Plane and Simple

I have a horrible idea for a reality TV show. Put a bunch of people on a plane, then delay that plane so that everyone is about to miss their connecting flight. The only way to make the flight is to have enough people missing it that they hold the plane. So everyone has a limited amount of time to convince others to switch their flights (it’s TV – no one actually has to go to the new place in the end).

I’d call it “Plane and Simple.” Here’s a short story I wrote which illustrates how I got to have this horrible idea:

—-

Plane and Simple

15 minutes
“We’ll let you know as soon as we know.” The first officer’s voice is calm, perhaps mildly annoyed. The plane was a little late in boarding. We all cast about at our new seatmates, our thirteen hour friends, and give small smiles.
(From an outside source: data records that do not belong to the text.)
//! Node provisioning (§4.3): image pre-pull, container creation via the
//! `ContainerProvider` collaborator, and per-node readiness polling.
//! Wraps `ContainerProvider::provision`, which already applies the
//! roster derivation and the HA port-exposure rule.

use std::collections::BTreeMap;
use std::sync::Arc;
use std::time::Duration;

use tokio::time::sleep;
use tracing::warn;

use crate::config::ClusterConfig;
use crate::core::provider::ContainerProvider;
use crate::core::roster::Roster;
use crate::errors::{ClusterError, KinaError, KinaResult};

const READINESS_POLL_INTERVAL: Duration = Duration::from_millis(500);
const READINESS_TIMEOUT: Duration = Duration::from_secs(30);
const IMAGE_PULL_ATTEMPTS: u32 = 4;
const IMAGE_PULL_BASE_BACKOFF: Duration = Duration::from_millis(500);

/// The per-node addressing a provisioned roster resolves to, handed to
/// the action engine as `ExecContext::container_ids`/`node_ips`.
pub struct ProvisionedNodes {
    pub container_ids: BTreeMap<String, String>,
    pub node_ips: BTreeMap<String, String>,
}

/// Pull every distinct image referenced by the roster, best-effort: a
/// failed pull after exhausting retries is logged and does not fail
/// provisioning (`image-pull` is non-fatal per §7).
pub async fn pre_pull_images(provider: &Arc<dyn ContainerProvider>, roster: &Roster) -> KinaResult<()> {
    let mut images: Vec<&str> = roster.all().iter().map(|e| e.image.as_str()).collect();
    images.sort_unstable();
    images.dedup();

    for image in images {
        if image.is_empty() {
            continue;
        }
        let mut attempt = 0;
        loop {
            attempt += 1;
            match provider.pull_image(image).await {
                Ok(()) => break,
                Err(e) if attempt < IMAGE_PULL_ATTEMPTS => {
                    let backoff = IMAGE_PULL_BASE_BACKOFF * 2u32.pow(attempt - 1);
                    warn!(
                        "image pull attempt {} for '{}' failed ({}), retrying in {:?}",
                        attempt, image, e, backoff
                    );
                    sleep(backoff).await;
                }
                Err(e) => {
                    warn!(
                        "image pull for '{}' failed after {} attempts: {}; proceeding anyway",
                        image, attempt, e
                    );
                    break;
                }
            }
        }
    }
    Ok(())
}

/// Create every roster node's container (via `provider.provision`), then
/// resolve each node's container id and IP and poll it for readiness.
pub async fn provision_and_wait(
    provider: &Arc<dyn ContainerProvider>,
    config: &ClusterConfig,
    roster: &Roster,
) -> KinaResult<ProvisionedNodes> {
    pre_pull_images(provider, roster).await?;

    provider.provision(config).await?;

    let nodes = provider.list_nodes(&config.name).await?;

    let mut container_ids = BTreeMap::new();
    let mut node_ips = BTreeMap::new();

    for entry in roster.all() {
        let container_name = format!("{}-{}", config.name, entry.name);
        let node = nodes
            .iter()
            .find(|n| n.container_id == container_name || n.name == container_name)
            .ok_or_else(|| {
                KinaError::Cluster(ClusterError::NotFound {
                    name: container_name.clone(),
                })
            })?;

        wait_for_ready(provider, &node.container_id, &entry.name).await?;

        container_ids.insert(entry.name.clone(), node.container_id.clone());
        if let Some(ip) = &node.ip_address {
            node_ips.insert(entry.name.clone(), ip.clone());
        }
    }

    Ok(ProvisionedNodes {
        container_ids,
        node_ips,
    })
}

/// Poll a node's container every 500ms up to 30s for basic readiness (the
/// container answers an exec call). Times out with `node-not-ready`.
async fn wait_for_ready(provider: &Arc<dyn ContainerProvider>, container_id: &str, node_name: &str) -> KinaResult<()> {
    let started = std::time::Instant::now();
    loop {
        if let Ok(result) = provider.exec_in_container(container_id, &["true"]).await {
            if result.success {
                return Ok(());
            }
        }

        if started.elapsed() >= READINESS_TIMEOUT {
            return Err(KinaError::Cluster(ClusterError::NodeNotReady {
                node: node_name.to_string(),
                seconds: READINESS_TIMEOUT.as_secs(),
            }));
        }

        sleep(READINESS_POLL_INTERVAL).await;
    }
}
The price of flying.

45 minutes
“They’re not telling us anything. Once we have any sort of answer we will let you know. We apologize for the delay.” By now people are standing, despite the seatbelt light still being on. Some mill about the cabin, taking little walks. Nerves are starting to show. We have a late arrival – the connecting times have been trimmed so much that any delay can cost a person their next flight, perhaps the last flight home. I’m calm – I have a three hour cushion. The girl sitting next to me has twisted a napkin into a caterpillar. Wearing a raincoat and stowing a guitar, she’s returning to America for the first time. She had a thirty minute connection. Her brown eyes are forlorn and full of polite concern. She does not want to be a bother, but she is bothered.
The man in front of me, a young businessman with heavy plastic tortoiseshell glasses, gets drawn into conversation with a stately Chinese woman sitting next to him. This woman grabbed my attention as well, for she managed to get both the businessman and the heavyset industrial type sitting next to me to both volunteer to help her with her bags with minimal effort. She radiates confidence and dependency. Clearly she could do it if required, but surely someone will help her, correct? She had a permed head of graying hair, and wore a brocade jacket of purple and red flowers. With a knowing nod, she listens to the pilot.
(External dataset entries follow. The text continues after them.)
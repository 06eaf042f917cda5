//! Bootstrap-config renderer (§4.6): a pure function from `ConfigData` to
//! kubeadm-init config text, then pipelined through the patch engine with
//! the caller's strategic-merge and JSON-6902 patches (already renamed to
//! match the generated object names).

use crate::core::patch;
use crate::errors::KinaResult;

/// Input to the renderer.
#[derive(Debug, Clone)]
pub struct ConfigData {
    pub cluster_name: String,
    pub kubernetes_version: String,
    /// Empty when there is no load balancer (single control-plane).
    pub control_plane_endpoint: String,
    pub api_bind_port: u16,
    pub token: String,
}

const KUBEADM_OBJECT_NAME: &str = "kubeadm-config";

/// Render the fixed kubeadm multi-document template (§4.4.2/§4.4.3): a
/// bootstrap token, `InitConfiguration`, `ClusterConfiguration`, and
/// `KubeletConfiguration`, each addressed individually by JSON-6902
/// patches via `metadata.name`.
pub fn render(data: &ConfigData) -> KinaResult<String> {
    let control_plane_endpoint_line = if data.control_plane_endpoint.is_empty() {
        String::new()
    } else {
        format!("controlPlaneEndpoint: \"{}\"\n", data.control_plane_endpoint)
    };

    Ok(format!(
        "\
---
apiVersion: kubeadm.k8s.io/v1beta3
kind: InitConfiguration
metadata:
  name: {object_name}
bootstrapTokens:
- token: \"{token}\"
  ttl: \"24h0m0s\"
localAPIEndpoint:
  bindPort: {api_bind_port}
nodeRegistration:
  criSocket: unix:///var/run/containerd/containerd.sock
  ignorePreflightErrors:
  - all
---
apiVersion: kubeadm.k8s.io/v1beta3
kind: ClusterConfiguration
metadata:
  name: {object_name}
clusterName: \"{cluster_name}\"
kubernetesVersion: \"{kubernetes_version}\"
{control_plane_endpoint_line}apiServer:
  certSANs:
  - localhost
  - 127.0.0.1
controllerManager: {{}}
scheduler: {{}}
---
apiVersion: kubelet.config.k8s.io/v1beta1
kind: KubeletConfiguration
metadata:
  name: {object_name}
cgroupDriver: systemd
failSwapOn: false
",
        object_name = KUBEADM_OBJECT_NAME,
        token = data.token,
        api_bind_port = data.api_bind_port,
        cluster_name = data.cluster_name,
        kubernetes_version = data.kubernetes_version,
        control_plane_endpoint_line = control_plane_endpoint_line,
    ))
}

/// Render then apply the caller's patches, re-targeted to
/// `KUBEADM_OBJECT_NAME` so user intent ("patch the cluster config") is
/// preserved while the generated object name stays internal.
pub fn render_and_patch(
    data: &ConfigData,
    strategic_merge_patches: &[String],
    json6902_patches: &[String],
) -> KinaResult<String> {
    let rendered = render(data)?;

    let renamed_json6902: KinaResult<Vec<String>> = json6902_patches
        .iter()
        .map(|p| patch::rename_patch_target(p, KUBEADM_OBJECT_NAME))
        .collect();
    let renamed_json6902 = renamed_json6902?;

    patch::apply_all(&rendered, strategic_merge_patches, &renamed_json6902)
}

#[cfg(test)]
mod tests {
    use super::*;

    fn sample() -> ConfigData {
        ConfigData {
            cluster_name: "kina".to_string(),
            kubernetes_version: "v1.31.0".to_string(),
            control_plane_endpoint: String::new(),
            api_bind_port: 6443,
            token: "abcdef.0123456789abcdef".to_string(),
        }
    }

    #[test]
    fn pure_function_identical_inputs_identical_output() {
        let data = sample();
        assert_eq!(render(&data).unwrap(), render(&data).unwrap());
    }

    #[test]
    fn control_plane_endpoint_omitted_when_empty() {
        let rendered = render(&sample()).unwrap();
        assert!(!rendered.contains("controlPlaneEndpoint"));
    }

    #[test]
    fn control_plane_endpoint_present_when_set() {
        let mut data = sample();
        data.control_plane_endpoint = "10.0.0.5:6443".to_string();
        let rendered = render(&data).unwrap();
        assert!(rendered.contains("controlPlaneEndpoint: \"10.0.0.5:6443\""));
    }

    #[test]
    fn identical_patches_produce_byte_identical_output() {
        let data = sample();
        let patches = vec!["clusterName: \"patched\"\n".to_string()];
        let a = render_and_patch(&data, &patches, &[]).unwrap();
        let b = render_and_patch(&data, &patches, &[]).unwrap();
        assert_eq!(a, b);
        assert!(a.contains("patched"));
    }
}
“Can’t control them,” she says to no one and her immediate listeners.
“Who?”
“Oh, that’s all code for the Government.” She says it as a proper noun, as someone who’s lived her whole life under the watch of an official eye. “They’re keeping us here.”
“Well, I’m about to miss my flight,” says the heavyset man next to me. He’s in business too, though he’s wearing a Mustang shirt and board shorts. “Hope it gets fixed soon.”

1 hour 15 minutes
The flight attendants are floating around the aviary, soothing ruffled feathers and being rational. International crews don’t have to maintain the forced chipper attitude of domestic crews. They can speak it plainly – it’s rough, they’re sorry. We are in a foreign land, and we’ll move at the pleasure of the country’s government. Here’s five thousand bonus miles. Have a glass of complementary red wine.
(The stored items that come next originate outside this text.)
use anyhow::Result;
use std::path::{Path, PathBuf};
use tracing::debug;

/// Utility functions for file and directory operations
#[allow(dead_code)]
pub mod fs {
    use super::*;
    use std::fs;

    /// Ensure a directory exists, creating it if necessary
    pub fn ensure_dir<P: AsRef<Path>>(path: P) -> Result<()> {
        let path = path.as_ref();
        if !path.exists() {
            fs::create_dir_all(path)?;
            debug!("Created directory: {}", path.display());
        }
        Ok(())
    }

    /// Get the user's home directory
    pub fn home_dir() -> Option<PathBuf> {
        dirs::home_dir()
    }

    /// Get the user's config directory for the application
    pub fn config_dir() -> Option<PathBuf> {
        dirs::config_dir().map(|dir| dir.join("kina"))
    }

    /// Get the user's data directory for the application
    pub fn data_dir() -> Option<PathBuf> {
        dirs::data_dir().map(|dir| dir.join("kina"))
    }

    /// Check if a file exists and is readable
    pub fn is_readable_file<P: AsRef<Path>>(path: P) -> bool {
        let path = path.as_ref();
        path.is_file()
            && path
                .metadata()
                .map(|m| !m.permissions().readonly())
                .unwrap_or(false)
    }

    /// Safe file writing with atomic operations
    pub fn write_file_atomic<P: AsRef<Path>>(path: P, content: &str) -> Result<()> {
        let path = path.as_ref();

        // Create parent directories if they don't exist
        if let Some(parent) = path.parent() {
            ensure_dir(parent)?;
        }

        // Use a temporary file for atomic writing
        let temp_path = path.with_extension("tmp");

        std::fs::write(&temp_path, content)?;
        std::fs::rename(&temp_path, path)?;

        debug!("Wrote file atomically: {}", path.display());
        Ok(())
    }
}

/// Utility functions for process and command execution
#[allow(dead_code)]
pub mod process {
    use super::*;
    use std::process::{Command, Stdio};
    use tokio::process::Command as AsyncCommand;

    /// Check if a command exists in PATH
    pub fn command_exists(command: &str) -> bool {
        Command::new("which")
            .arg(command)
            .stdout(Stdio::null())
            .stderr(Stdio::null())
            .status()
            .map(|status| status.success())
            .unwrap_or(false)
    }

    /// Execute a command and capture output
    pub async fn execute_command(command: &str, args: &[&str]) -> Result<(String, String, bool)> {
        let mut cmd = AsyncCommand::new(command);
        cmd.args(args).stdout(Stdio::piped()).stderr(Stdio::piped());

        let output = cmd.output().await?;

        let stdout = String::from_utf8_lossy(&output.stdout).to_string();
        let stderr = String::from_utf8_lossy(&output.stderr).to_string();
        let success = output.status.success();

        Ok((stdout, stderr, success))
    }

    /// Get the version of a command
    pub async fn get_command_version(command: &str) -> Result<String> {
        let (stdout, stderr, success) = execute_command(command, &["--version"]).await?;

        if success {
            Ok(stdout.lines().next().unwrap_or("").trim().to_string())
        } else {
            // Some commands use -v instead of --version
            let (stdout, _, success) = execute_command(command, &["-v"]).await?;
            if success {
                Ok(stdout.lines().next().unwrap_or("").trim().to_string())
            } else {
                Err(anyhow::anyhow!("Could not determine version: {}", stderr))
            }
        }
    }
}

/// Utility functions for text and string manipulation
#[allow(dead_code)]
pub mod text {
    /// Truncate text to a maximum length with ellipsis
    pub fn truncate(text: &str, max_len: usize) -> String {
        if text.len() <= max_len {
            text.to_string()
        } else {
            format!("{}...", &text[..max_len.saturating_sub(3)])
        }
    }

    /// Format a duration in human-readable form
    pub fn format_duration(duration: std::time::Duration) -> String {
        let secs = duration.as_secs();
        let mins = secs / 60;
        let hours = mins / 60;
        let days = hours / 24;

        if days > 0 {
            format!("{}d {}h", days, hours % 24)
        } else if hours > 0 {
            format!("{}h {}m", hours, mins % 60)
        } else if mins > 0 {
            format!("{}m {}s", mins, secs % 60)
        } else {
            format!("{}s", secs)
        }
    }

    /// Format bytes in human-readable form
    pub fn format_bytes(bytes: u64) -> String {
        const UNITS: &[&str] = &["B", "KB", "MB", "GB", "TB"];
        const THRESHOLD: u64 = 1024;

        if bytes < THRESHOLD {
            return format!("{} B", bytes);
        }

        let mut size = bytes as f64;
        let mut unit_index = 0;

        while size >= THRESHOLD as f64 && unit_index < UNITS.len() - 1 {
            size /= THRESHOLD as f64;
            unit_index += 1;
        }

        format!("{:.1} {}", size, UNITS[unit_index])
    }
}

/// Validation utilities
#[allow(dead_code)]
pub mod validate {
    use super::*;

    /// Validate cluster name format
    pub fn cluster_name(name: &str) -> Result<()> {
        if name.is_empty() {
            return Err(anyhow::anyhow!("Cluster name cannot be empty"));
        }

        if name.len() > 63 {
            return Err(anyhow::anyhow!("Cluster name cannot exceed 63 characters"));
        }

        // Check for valid DNS label format (simplified)
        if !name.chars().all(|c| c.is_ascii_alphanumeric() || c == '-') {
            return Err(anyhow::anyhow!(
                "Cluster name can only contain alphanumeric characters and hyphens"
            ));
        }

        if name.starts_with('-') || name.ends_with('-') {
            return Err(anyhow::anyhow!(
                "Cluster name cannot start or end with a hyphen"
            ));
        }

        Ok(())
    }

    /// Validate image name format
    pub fn image_name(image: &str) -> Result<()> {
        if image.is_empty() {
            return Err(anyhow::anyhow!("Image name cannot be empty"));
        }

        // Basic validation - could be more comprehensive
        if !image.chars().all(|c| c.is_ascii_graphic() && c != ' ') {
            return Err(anyhow::anyhow!("Image name contains invalid characters"));
        }

        Ok(())
    }

    /// Validate file path exists and is readable
    pub fn file_path<P: AsRef<Path>>(path: P) -> Result<()> {
        let path = path.as_ref();

        if !path.exists() {
            return Err(anyhow::anyhow!("File does not exist: {}", path.display()));
        }

        if !path.is_file() {
            return Err(anyhow::anyhow!("Path is not a file: {}", path.display()));
        }

        if !fs::is_readable_file(path) {
            return Err(anyhow::anyhow!("File is not readable: {}", path.display()));
        }

        Ok(())
    }
}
The stately dame won’t take the miles. The flight attendant, a tall man with a genial attitude, offers twice and is rebuffed. The dame talks to him like he is a well-meaning but ignorant son. No, she won’t take those miles. Have him mess with her boarding pass? They’ll never let her through immigration – how could he suggest something so clearly foolish? My seat mate takes the red wine, though she sloshes it on the bulkhead in purple drops.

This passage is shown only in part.